▶ **EXERCISE**: Pull out all lines from the listing below in which the word "first" appears.

···

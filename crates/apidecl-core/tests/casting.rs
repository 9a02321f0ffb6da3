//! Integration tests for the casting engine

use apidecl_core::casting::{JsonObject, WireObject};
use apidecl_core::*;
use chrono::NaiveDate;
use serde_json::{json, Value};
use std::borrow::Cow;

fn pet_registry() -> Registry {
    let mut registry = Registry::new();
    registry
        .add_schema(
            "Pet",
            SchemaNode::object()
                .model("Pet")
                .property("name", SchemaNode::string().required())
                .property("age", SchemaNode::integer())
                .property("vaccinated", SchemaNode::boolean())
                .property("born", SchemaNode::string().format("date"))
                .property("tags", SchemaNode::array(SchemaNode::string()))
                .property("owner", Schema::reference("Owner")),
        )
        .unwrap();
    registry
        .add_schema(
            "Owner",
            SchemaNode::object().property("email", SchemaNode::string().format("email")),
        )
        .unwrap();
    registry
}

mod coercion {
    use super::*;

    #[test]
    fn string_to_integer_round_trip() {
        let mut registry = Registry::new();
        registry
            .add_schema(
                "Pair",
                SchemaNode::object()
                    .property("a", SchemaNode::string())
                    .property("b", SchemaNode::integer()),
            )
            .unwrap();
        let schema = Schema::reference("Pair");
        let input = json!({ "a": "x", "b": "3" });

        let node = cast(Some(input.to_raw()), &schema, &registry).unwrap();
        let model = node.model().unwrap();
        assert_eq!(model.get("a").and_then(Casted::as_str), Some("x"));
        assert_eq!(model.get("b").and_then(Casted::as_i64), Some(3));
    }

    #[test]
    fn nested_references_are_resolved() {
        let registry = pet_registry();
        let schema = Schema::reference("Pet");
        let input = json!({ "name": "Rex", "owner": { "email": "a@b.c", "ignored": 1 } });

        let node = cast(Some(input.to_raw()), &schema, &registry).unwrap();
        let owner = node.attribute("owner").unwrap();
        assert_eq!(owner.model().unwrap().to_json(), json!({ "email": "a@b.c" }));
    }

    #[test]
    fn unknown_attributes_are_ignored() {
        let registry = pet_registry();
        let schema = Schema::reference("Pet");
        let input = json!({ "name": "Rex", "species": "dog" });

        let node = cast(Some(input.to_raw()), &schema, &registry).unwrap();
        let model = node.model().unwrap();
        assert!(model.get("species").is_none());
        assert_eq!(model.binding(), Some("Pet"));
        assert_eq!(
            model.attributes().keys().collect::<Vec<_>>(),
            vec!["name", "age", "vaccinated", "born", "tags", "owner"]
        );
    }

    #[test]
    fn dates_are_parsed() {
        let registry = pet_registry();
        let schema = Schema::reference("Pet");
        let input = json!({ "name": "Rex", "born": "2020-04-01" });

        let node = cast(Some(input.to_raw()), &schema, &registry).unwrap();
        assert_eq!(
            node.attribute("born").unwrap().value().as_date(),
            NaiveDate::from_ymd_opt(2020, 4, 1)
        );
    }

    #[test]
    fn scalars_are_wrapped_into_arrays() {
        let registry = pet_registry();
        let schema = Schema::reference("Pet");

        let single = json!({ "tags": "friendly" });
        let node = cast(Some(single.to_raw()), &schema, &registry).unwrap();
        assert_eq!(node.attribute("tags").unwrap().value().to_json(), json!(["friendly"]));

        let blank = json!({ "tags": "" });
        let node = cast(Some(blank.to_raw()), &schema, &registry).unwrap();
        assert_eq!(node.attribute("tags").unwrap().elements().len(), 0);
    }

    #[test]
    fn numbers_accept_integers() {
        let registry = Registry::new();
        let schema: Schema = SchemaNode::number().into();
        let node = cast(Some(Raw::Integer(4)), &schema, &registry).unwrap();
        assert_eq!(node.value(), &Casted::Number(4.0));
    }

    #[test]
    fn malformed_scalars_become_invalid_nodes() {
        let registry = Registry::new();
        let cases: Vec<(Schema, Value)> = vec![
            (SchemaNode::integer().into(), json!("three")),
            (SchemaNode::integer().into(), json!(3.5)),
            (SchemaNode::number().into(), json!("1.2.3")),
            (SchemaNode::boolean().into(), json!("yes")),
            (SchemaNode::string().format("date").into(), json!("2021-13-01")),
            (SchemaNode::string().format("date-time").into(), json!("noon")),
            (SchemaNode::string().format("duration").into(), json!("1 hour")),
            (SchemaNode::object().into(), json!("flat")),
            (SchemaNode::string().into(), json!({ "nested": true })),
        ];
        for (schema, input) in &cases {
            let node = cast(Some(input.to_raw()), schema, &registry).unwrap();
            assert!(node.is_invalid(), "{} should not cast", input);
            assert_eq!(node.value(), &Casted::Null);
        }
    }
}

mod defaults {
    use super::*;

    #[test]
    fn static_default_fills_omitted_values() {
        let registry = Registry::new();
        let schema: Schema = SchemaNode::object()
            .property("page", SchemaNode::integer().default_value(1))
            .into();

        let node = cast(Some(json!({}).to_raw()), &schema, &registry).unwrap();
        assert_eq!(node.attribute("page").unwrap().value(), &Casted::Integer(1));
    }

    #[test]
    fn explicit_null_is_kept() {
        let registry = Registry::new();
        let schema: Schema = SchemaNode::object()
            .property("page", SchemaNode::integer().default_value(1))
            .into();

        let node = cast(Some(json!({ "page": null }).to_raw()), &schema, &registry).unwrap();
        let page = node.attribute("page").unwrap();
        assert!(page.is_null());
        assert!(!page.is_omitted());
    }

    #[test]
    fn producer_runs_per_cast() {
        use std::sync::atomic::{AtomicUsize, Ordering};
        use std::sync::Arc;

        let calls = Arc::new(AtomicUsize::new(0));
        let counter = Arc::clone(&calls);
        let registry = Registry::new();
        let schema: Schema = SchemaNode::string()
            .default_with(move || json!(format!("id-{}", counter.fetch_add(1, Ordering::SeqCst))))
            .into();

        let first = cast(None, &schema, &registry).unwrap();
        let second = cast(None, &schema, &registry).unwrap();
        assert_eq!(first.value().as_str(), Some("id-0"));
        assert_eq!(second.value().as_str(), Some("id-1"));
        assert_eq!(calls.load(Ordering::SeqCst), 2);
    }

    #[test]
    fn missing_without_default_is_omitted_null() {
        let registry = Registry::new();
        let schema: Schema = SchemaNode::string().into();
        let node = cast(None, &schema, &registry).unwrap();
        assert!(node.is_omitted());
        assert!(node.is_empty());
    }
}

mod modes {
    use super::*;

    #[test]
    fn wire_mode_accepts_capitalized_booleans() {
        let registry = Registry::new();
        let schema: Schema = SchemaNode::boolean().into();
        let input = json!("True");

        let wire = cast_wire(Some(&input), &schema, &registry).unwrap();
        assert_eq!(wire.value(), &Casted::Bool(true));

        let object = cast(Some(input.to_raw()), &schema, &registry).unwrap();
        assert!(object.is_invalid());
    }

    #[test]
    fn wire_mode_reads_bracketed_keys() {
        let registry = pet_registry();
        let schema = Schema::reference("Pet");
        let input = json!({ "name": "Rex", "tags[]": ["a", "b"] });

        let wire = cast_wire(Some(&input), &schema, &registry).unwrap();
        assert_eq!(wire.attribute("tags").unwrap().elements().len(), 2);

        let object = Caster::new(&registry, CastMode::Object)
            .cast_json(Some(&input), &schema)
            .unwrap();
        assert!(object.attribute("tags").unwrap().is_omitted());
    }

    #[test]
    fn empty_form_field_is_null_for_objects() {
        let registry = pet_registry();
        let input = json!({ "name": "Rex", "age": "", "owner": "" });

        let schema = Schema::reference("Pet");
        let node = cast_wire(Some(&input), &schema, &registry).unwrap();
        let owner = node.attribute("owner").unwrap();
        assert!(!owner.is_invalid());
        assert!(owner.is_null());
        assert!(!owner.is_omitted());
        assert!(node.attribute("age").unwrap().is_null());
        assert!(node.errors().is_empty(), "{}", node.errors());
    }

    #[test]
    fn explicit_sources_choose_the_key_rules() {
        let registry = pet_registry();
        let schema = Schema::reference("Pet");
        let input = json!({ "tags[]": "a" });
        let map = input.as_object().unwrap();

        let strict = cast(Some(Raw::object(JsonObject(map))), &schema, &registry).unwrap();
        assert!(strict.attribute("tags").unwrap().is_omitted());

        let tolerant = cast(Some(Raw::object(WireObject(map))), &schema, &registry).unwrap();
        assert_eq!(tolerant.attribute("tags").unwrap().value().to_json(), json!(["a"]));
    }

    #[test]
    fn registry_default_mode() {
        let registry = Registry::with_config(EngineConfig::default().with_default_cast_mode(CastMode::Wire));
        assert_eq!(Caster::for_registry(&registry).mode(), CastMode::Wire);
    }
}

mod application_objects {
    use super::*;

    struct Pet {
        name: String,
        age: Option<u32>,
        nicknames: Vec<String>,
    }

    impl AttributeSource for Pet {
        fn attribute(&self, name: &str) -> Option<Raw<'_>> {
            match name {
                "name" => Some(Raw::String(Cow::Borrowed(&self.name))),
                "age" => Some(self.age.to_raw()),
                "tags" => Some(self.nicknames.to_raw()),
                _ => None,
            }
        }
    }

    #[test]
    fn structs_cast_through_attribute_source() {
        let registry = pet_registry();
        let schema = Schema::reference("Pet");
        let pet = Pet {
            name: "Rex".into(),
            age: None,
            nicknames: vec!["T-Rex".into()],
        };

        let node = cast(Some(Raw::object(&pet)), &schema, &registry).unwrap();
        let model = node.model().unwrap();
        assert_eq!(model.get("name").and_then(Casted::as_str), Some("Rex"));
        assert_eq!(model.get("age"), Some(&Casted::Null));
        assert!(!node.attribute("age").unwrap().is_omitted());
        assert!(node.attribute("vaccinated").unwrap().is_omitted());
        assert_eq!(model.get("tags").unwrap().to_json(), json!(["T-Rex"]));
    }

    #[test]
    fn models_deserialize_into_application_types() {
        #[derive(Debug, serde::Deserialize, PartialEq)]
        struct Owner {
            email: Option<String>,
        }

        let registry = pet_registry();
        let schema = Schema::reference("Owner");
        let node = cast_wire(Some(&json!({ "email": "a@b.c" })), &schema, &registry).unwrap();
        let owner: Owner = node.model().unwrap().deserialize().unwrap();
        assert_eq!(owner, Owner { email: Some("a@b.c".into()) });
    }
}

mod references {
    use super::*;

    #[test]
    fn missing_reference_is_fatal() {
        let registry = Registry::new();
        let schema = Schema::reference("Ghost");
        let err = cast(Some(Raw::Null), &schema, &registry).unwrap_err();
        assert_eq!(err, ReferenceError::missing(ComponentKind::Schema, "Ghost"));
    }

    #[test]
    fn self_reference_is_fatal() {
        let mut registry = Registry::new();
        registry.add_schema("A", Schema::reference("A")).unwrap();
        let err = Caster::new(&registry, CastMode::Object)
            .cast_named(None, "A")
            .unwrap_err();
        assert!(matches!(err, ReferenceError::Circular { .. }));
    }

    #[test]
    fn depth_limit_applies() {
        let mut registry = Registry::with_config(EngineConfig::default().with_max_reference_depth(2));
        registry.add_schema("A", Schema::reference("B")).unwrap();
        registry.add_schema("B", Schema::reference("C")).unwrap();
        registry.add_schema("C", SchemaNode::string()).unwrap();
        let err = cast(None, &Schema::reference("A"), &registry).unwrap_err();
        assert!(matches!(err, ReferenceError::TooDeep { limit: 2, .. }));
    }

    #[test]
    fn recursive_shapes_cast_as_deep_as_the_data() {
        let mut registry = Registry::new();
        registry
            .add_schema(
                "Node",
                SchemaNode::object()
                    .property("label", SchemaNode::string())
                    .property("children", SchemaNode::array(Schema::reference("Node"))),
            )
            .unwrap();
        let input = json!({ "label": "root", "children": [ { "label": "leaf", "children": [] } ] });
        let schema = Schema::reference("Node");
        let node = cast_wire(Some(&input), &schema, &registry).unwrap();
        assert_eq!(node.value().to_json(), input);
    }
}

···

▶ **RESPONSE AREA**:
        let first = cast(None, &schema, &registry).unwrap();
        assert_eq!(first.value().as_str(), Some("id-0"));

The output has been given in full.